▸ Required action: Below are entries. Reproduce exactly the lines between the line holding "The crate is" and the line holding "(the default) runs", inclusive, and only those.
● ● ●
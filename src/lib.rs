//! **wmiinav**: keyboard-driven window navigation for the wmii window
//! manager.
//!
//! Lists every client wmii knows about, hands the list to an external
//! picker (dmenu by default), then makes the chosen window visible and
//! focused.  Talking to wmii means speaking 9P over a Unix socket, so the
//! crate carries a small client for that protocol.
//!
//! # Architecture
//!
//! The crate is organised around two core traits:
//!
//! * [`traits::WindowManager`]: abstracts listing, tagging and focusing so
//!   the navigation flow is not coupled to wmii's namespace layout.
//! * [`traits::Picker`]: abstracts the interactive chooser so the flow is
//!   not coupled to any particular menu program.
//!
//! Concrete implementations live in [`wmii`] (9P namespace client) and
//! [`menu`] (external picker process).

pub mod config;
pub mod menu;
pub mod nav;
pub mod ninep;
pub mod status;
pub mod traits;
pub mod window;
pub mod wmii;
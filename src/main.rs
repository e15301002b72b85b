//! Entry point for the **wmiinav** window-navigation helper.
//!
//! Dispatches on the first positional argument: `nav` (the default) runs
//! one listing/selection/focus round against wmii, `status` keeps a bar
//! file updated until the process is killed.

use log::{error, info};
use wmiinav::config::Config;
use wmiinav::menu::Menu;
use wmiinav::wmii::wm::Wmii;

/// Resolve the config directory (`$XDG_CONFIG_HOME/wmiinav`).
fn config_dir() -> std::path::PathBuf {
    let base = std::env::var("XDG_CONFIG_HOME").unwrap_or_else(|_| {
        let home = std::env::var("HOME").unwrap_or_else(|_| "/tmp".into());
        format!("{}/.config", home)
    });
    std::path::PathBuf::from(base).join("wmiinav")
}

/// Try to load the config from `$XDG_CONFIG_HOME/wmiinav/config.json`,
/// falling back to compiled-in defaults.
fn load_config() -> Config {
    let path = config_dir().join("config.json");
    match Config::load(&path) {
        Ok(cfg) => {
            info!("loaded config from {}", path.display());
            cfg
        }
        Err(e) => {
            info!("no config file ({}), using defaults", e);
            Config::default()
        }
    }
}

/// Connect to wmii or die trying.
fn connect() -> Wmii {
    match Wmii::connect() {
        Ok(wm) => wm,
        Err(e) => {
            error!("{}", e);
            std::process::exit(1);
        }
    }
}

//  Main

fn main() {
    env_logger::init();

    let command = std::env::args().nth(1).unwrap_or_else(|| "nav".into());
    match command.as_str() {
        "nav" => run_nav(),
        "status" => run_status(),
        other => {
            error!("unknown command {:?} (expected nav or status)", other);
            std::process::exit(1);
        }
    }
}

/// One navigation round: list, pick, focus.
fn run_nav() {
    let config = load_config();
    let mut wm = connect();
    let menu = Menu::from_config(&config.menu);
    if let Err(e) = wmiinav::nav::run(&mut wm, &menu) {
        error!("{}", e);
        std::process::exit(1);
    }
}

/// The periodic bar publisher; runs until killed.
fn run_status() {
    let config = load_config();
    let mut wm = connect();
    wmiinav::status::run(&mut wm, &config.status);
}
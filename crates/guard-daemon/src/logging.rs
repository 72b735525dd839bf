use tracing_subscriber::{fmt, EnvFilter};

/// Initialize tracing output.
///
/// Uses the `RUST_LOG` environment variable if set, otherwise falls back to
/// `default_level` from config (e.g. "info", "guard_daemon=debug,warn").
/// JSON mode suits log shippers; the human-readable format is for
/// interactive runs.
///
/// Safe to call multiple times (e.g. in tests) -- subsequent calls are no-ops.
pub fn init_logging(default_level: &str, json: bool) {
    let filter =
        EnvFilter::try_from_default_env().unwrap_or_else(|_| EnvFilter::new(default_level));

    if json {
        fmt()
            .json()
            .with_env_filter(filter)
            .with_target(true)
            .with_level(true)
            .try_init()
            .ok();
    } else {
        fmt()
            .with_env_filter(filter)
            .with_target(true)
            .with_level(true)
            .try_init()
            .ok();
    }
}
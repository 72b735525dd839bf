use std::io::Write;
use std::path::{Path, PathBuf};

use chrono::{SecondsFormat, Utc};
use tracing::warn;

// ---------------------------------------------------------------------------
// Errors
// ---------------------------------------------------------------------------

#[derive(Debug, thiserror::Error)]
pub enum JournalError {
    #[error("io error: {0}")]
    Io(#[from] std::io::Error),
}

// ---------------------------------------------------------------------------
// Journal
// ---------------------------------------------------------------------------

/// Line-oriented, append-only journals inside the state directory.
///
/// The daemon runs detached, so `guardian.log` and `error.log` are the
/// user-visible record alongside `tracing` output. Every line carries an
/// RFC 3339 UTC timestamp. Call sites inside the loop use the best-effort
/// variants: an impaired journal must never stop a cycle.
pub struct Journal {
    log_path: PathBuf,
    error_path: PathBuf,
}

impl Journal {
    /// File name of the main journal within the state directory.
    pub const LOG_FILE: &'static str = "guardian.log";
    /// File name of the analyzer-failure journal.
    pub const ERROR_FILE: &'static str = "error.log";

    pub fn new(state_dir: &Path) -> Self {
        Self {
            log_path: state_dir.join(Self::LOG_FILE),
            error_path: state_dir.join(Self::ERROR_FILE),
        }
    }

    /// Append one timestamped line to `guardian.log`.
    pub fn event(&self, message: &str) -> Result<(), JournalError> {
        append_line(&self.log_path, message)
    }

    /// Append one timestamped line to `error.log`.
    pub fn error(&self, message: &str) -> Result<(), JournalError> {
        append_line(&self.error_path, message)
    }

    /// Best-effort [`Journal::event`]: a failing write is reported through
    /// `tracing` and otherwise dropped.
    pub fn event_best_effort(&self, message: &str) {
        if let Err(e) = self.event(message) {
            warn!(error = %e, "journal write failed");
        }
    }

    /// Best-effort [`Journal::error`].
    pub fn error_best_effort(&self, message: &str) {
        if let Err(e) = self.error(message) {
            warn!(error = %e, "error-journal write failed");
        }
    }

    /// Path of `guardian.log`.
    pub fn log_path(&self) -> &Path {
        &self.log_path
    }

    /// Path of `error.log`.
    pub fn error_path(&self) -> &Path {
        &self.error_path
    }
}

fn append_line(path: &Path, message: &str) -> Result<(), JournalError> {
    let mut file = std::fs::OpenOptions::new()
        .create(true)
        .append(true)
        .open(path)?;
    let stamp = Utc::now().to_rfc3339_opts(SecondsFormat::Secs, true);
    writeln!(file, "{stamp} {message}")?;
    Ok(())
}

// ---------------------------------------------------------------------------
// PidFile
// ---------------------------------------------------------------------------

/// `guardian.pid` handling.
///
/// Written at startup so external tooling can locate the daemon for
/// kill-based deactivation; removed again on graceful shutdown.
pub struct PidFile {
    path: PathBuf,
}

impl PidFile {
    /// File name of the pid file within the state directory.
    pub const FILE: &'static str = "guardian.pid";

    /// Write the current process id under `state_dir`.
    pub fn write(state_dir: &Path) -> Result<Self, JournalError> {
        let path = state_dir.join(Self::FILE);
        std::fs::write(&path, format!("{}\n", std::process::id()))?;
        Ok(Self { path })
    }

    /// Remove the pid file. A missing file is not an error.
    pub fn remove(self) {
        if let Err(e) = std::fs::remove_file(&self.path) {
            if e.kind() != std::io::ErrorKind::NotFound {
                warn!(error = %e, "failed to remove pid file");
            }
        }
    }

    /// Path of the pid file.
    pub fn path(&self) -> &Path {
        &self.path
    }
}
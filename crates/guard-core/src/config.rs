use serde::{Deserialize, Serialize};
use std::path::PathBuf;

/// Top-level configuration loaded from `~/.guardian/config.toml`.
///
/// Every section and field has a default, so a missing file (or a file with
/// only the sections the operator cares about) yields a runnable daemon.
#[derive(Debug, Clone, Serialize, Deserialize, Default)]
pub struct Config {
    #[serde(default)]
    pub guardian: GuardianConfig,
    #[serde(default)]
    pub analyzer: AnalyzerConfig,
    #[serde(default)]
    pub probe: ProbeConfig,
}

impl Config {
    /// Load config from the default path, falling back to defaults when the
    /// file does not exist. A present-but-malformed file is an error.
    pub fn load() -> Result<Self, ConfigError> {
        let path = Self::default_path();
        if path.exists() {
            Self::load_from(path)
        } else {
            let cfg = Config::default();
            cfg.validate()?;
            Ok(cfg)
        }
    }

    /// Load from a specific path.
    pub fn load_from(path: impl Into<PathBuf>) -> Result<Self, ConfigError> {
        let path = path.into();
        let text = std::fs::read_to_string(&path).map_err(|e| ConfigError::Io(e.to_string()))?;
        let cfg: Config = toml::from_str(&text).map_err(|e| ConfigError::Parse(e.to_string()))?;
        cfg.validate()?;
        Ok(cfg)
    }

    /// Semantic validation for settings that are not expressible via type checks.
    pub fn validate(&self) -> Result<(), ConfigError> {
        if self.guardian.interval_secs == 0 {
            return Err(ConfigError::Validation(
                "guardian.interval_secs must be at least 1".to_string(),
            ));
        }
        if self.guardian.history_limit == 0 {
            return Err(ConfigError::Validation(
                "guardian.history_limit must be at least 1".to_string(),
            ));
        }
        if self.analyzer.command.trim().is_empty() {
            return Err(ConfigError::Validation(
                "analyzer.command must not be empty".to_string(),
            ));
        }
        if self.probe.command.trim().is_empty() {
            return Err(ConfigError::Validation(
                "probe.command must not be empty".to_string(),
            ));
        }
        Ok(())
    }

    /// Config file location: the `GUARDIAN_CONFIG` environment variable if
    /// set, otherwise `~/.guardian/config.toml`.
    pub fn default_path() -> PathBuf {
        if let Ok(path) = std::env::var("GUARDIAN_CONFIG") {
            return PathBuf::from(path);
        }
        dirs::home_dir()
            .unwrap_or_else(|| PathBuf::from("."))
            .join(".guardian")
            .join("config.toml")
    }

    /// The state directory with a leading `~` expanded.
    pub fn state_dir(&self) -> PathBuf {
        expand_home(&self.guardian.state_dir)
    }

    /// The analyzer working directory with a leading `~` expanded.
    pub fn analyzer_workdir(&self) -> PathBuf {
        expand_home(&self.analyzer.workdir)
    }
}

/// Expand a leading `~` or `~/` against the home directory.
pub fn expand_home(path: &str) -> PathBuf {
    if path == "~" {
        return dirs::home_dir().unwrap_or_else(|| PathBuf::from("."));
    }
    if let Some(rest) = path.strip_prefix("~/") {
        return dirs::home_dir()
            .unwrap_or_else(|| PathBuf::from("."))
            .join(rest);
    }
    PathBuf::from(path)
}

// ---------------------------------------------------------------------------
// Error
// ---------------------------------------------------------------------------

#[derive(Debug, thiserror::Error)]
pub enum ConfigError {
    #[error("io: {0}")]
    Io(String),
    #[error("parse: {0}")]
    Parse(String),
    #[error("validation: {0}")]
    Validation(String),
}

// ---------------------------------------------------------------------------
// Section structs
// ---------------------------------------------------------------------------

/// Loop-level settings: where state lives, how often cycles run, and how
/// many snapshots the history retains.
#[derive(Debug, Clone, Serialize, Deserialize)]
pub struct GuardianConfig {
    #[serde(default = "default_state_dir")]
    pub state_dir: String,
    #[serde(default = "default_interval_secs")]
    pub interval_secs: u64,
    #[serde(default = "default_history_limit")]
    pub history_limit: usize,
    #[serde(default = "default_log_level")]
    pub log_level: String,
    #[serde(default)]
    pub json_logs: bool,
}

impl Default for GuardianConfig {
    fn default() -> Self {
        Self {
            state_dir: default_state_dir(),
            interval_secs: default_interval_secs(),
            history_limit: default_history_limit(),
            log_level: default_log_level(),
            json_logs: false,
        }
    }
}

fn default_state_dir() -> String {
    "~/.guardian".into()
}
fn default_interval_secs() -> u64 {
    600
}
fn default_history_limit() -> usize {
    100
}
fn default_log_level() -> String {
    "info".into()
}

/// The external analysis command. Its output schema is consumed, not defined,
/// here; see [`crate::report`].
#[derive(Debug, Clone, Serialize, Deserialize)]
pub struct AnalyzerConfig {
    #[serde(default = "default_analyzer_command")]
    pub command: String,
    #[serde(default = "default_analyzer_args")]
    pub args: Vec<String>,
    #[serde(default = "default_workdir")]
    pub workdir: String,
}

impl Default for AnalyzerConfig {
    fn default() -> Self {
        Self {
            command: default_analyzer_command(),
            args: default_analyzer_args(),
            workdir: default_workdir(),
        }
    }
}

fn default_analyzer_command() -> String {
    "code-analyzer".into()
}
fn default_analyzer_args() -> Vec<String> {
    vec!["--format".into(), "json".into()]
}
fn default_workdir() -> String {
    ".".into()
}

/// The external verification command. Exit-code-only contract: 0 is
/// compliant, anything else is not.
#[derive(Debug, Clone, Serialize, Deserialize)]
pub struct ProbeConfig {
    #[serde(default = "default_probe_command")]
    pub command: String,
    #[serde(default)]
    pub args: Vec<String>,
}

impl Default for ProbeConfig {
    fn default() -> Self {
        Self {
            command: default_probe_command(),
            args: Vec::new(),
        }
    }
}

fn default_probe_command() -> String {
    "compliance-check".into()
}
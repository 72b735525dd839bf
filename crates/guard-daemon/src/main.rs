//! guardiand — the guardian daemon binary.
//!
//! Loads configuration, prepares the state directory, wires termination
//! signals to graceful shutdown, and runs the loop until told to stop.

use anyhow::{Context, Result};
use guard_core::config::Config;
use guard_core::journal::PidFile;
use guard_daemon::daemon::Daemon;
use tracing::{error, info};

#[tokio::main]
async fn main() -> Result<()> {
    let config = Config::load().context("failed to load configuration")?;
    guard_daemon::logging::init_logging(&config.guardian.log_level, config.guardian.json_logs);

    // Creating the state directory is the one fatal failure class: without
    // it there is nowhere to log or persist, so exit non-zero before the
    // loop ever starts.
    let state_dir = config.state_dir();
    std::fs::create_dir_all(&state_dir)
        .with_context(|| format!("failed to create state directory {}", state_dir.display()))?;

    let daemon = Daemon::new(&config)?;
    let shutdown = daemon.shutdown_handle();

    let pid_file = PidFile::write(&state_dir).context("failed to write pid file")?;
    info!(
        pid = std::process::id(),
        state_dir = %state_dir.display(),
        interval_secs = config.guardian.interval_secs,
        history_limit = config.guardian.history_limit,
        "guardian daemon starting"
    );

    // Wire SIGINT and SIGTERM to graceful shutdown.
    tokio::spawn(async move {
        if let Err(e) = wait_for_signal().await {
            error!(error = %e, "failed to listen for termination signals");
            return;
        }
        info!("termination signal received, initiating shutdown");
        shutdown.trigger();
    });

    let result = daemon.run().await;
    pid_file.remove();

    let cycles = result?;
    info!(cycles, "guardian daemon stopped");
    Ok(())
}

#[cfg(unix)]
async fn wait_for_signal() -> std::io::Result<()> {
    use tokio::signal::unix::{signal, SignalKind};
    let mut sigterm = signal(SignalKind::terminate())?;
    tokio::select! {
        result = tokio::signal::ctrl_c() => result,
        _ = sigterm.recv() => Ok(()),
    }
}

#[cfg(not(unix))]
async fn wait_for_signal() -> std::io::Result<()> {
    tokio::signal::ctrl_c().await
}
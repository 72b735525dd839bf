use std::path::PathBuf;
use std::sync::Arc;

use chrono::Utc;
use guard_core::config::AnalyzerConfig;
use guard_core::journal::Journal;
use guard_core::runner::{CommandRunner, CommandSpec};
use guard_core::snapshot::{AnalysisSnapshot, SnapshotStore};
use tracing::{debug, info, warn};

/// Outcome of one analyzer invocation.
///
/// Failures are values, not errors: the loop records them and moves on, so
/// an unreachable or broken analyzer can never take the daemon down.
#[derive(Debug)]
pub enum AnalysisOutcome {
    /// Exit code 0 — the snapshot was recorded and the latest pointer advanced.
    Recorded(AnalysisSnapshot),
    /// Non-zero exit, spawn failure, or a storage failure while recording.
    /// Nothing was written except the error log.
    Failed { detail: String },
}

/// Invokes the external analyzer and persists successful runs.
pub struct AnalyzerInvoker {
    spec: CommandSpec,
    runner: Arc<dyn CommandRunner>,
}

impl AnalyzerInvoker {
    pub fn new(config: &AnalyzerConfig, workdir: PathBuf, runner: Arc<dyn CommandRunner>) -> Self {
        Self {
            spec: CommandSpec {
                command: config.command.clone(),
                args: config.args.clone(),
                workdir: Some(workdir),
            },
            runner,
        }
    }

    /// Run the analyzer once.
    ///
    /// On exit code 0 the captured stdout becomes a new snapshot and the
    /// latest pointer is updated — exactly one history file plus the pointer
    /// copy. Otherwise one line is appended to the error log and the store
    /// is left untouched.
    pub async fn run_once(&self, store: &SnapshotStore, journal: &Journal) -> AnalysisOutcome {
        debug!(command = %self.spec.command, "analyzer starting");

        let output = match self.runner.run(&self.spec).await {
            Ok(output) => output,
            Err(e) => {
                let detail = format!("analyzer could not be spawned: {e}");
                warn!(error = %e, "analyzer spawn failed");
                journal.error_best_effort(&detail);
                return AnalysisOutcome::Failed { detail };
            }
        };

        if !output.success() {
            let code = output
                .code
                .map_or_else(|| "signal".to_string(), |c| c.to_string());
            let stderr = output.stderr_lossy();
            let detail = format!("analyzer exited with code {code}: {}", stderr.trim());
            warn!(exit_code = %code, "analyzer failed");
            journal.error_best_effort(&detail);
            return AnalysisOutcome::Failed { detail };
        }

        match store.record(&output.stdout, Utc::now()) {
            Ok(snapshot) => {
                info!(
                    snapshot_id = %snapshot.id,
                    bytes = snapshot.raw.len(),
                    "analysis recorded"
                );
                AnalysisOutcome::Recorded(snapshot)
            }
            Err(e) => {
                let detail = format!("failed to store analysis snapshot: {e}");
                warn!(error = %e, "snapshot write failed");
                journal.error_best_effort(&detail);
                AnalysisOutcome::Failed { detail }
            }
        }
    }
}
● ● ●
▸ Exercise result:
//! The crate is organised around two core traits:
//!
//! * [`traits::WindowManager`]: abstracts listing, tagging and focusing so
//!   the navigation flow is not coupled to wmii's namespace layout.
//! * [`traits::Picker`]: abstracts the interactive chooser so the flow is
//!   not coupled to any particular menu program.
//!
//! Concrete implementations live in [`wmii`] (9P namespace client) and
//! [`menu`] (external picker process).

pub mod config;
pub mod menu;
pub mod nav;
pub mod ninep;
pub mod status;
pub mod traits;
pub mod window;
pub mod wmii;
filename src/main.rs
repository e15301002b72b85b
//! Entry point for the **wmiinav** window-navigation helper.
//!
//! Dispatches on the first positional argument: `nav` (the default) runs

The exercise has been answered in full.